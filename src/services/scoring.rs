use serde::Serialize;
use std::collections::HashSet;

use crate::models::{Candidate, CastCrewPreferences, ListItem, Settings, Weights};
use crate::services::normalize::normalize_key;

/// User-preference score when history says nothing about the candidate
const NEUTRAL_USER_PREF: f64 = 0.2;
const CASTCREW_BASELINE: f64 = 0.5;
const FAVORITE_BONUS_CAP: f64 = 0.4;
const BLACKLIST_MALUS_CAP: f64 = 0.5;

/// Clamps to [0, 1]; non-finite values become 0
pub fn clamp01(value: f64) -> f64 {
    if !value.is_finite() {
        return 0.0;
    }
    value.clamp(0.0, 1.0)
}

/// Weights actually applied, always summing to 1
#[derive(Debug, Clone, Copy, Serialize, PartialEq)]
pub struct EffectiveWeights {
    pub allocine: f64,
    pub user_pref: f64,
    pub castcrew: f64,
}

impl EffectiveWeights {
    /// Renormalizes configured weights
    ///
    /// Negative or non-finite weights count as 0. If nothing positive is left,
    /// the built-in defaults apply.
    pub fn from_config(weights: &Weights) -> Self {
        let sanitize = |w: f64| if w.is_finite() && w > 0.0 { w } else { 0.0 };
        let allocine = sanitize(weights.allocine);
        let user_pref = sanitize(weights.user_pref);
        let castcrew = sanitize(weights.castcrew);
        let total = allocine + user_pref + castcrew;

        if !(total.is_finite() && total > 0.0) {
            return Self::from_config(&Weights::default());
        }

        Self {
            allocine: allocine / total,
            user_pref: user_pref / total,
            castcrew: castcrew / total,
        }
    }

    pub fn sum(&self) -> f64 {
        self.allocine + self.user_pref + self.castcrew
    }
}

/// Per-component values, each in [0, 1]
#[derive(Debug, Clone, Copy, Serialize, PartialEq)]
pub struct ScoreComponents {
    pub allocine: f64,
    pub user_pref: f64,
    pub castcrew: f64,
}

/// Catalog quality: spectators weigh 0.7, press 0.3
///
/// Without a press rating the spectator value stands in for it.
pub fn quality_component(candidate: &Candidate) -> f64 {
    let spectators = clamp01(candidate.spectateurs.unwrap_or(f64::NAN) / 5.0);
    let press = match candidate.presse {
        Some(value) if value.is_finite() => clamp01(value / 5.0),
        _ => spectators,
    };
    clamp01(spectators * 0.7 + press * 0.3)
}

/// Affinity from the user's ratings of same-type titles sharing a genre
pub fn user_preference_component(history: &[ListItem], candidate: &Candidate) -> f64 {
    if history.is_empty() {
        return NEUTRAL_USER_PREF;
    }
    let candidate_genres: HashSet<String> =
        candidate.genres.iter().map(|g| g.to_lowercase()).collect();
    if candidate_genres.is_empty() {
        return NEUTRAL_USER_PREF;
    }

    let relevant: Vec<&ListItem> = history
        .iter()
        .filter(|item| item.media_type == Some(candidate.media_type))
        .filter(|item| {
            item.genres
                .iter()
                .any(|g| candidate_genres.contains(&g.to_lowercase()))
        })
        .collect();
    if relevant.is_empty() {
        return NEUTRAL_USER_PREF;
    }

    let count = relevant.len() as f64;
    let sum: f64 = relevant
        .iter()
        .map(|item| item.rating.filter(|r| r.is_finite()).unwrap_or(0.0))
        .sum();
    // [2, 5] -> [0, 1]
    let mean = clamp01((sum / count - 2.0) / 3.0);

    let shared: usize = relevant
        .iter()
        .map(|item| {
            item.genres
                .iter()
                .filter(|g| candidate_genres.contains(&g.to_lowercase()))
                .count()
        })
        .sum();
    let coverage = clamp01(shared as f64 / (candidate_genres.len() as f64 * count));

    clamp01(mean * 0.8 + coverage * 0.2)
}

/// Normalized favorite and blacklisted names
#[derive(Debug, Clone, Default)]
pub struct PeoplePreferences {
    favorites: HashSet<String>,
    favorites_len: usize,
    blacklist: HashSet<String>,
    blacklist_len: usize,
}

impl PeoplePreferences {
    pub fn from_config(prefs: &CastCrewPreferences) -> Self {
        let normalize_all = |names: &[String]| -> Vec<String> {
            names
                .iter()
                .map(|name| normalize_key(name))
                .filter(|name| !name.is_empty())
                .collect()
        };
        let favorites = normalize_all(&prefs.favorites);
        let blacklist = normalize_all(&prefs.blacklist);

        Self {
            favorites_len: favorites.len(),
            favorites: favorites.into_iter().collect(),
            blacklist_len: blacklist.len(),
            blacklist: blacklist.into_iter().collect(),
        }
    }
}

/// Bonus for favorite people in cast or crew, malus for blacklisted ones
pub fn cast_crew_component(candidate: &Candidate, people: &PeoplePreferences) -> f64 {
    let participants: Vec<String> = candidate
        .cast
        .iter()
        .chain(candidate.crew.iter())
        .map(|name| normalize_key(name))
        .filter(|name| !name.is_empty())
        .collect();

    if participants.is_empty() {
        return if people.favorites_len > 0 {
            0.0
        } else {
            CASTCREW_BASELINE
        };
    }

    let mut score = CASTCREW_BASELINE;
    if people.favorites_len > 0 {
        let matches = participants
            .iter()
            .filter(|p| people.favorites.contains(*p))
            .count();
        score += (matches as f64 / people.favorites_len as f64).min(FAVORITE_BONUS_CAP);
    }
    if people.blacklist_len > 0 {
        let matches = participants
            .iter()
            .filter(|p| people.blacklist.contains(*p))
            .count();
        score -= (matches as f64 / people.blacklist_len as f64).min(BLACKLIST_MALUS_CAP);
    }
    clamp01(score)
}

/// Scores candidates against one user's history and settings
pub struct ScoringEngine<'a> {
    weights: EffectiveWeights,
    people: PeoplePreferences,
    history: &'a [ListItem],
}

impl<'a> ScoringEngine<'a> {
    pub fn new(settings: &Settings, history: &'a [ListItem]) -> Self {
        Self {
            weights: EffectiveWeights::from_config(&settings.weights),
            people: PeoplePreferences::from_config(settings.castcrew_preferences()),
            history,
        }
    }

    pub fn weights(&self) -> EffectiveWeights {
        self.weights
    }

    /// Final score in [0, 1] and the components it was built from
    pub fn score(&self, candidate: &Candidate) -> (f64, ScoreComponents) {
        let components = ScoreComponents {
            allocine: quality_component(candidate),
            user_pref: user_preference_component(self.history, candidate),
            castcrew: cast_crew_component(candidate, &self.people),
        };
        let score = self.weights.allocine * components.allocine
            + self.weights.user_pref * components.user_pref
            + self.weights.castcrew * components.castcrew;
        (clamp01(score), components)
    }
}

TASK BRIEF >> Among the entries above, find every line holding "nothing" and copy it.

ANSWER BOX >>
/// User-preference score when history says nothing about the candidate
    /// Negative or non-finite weights count as 0. If nothing positive is left,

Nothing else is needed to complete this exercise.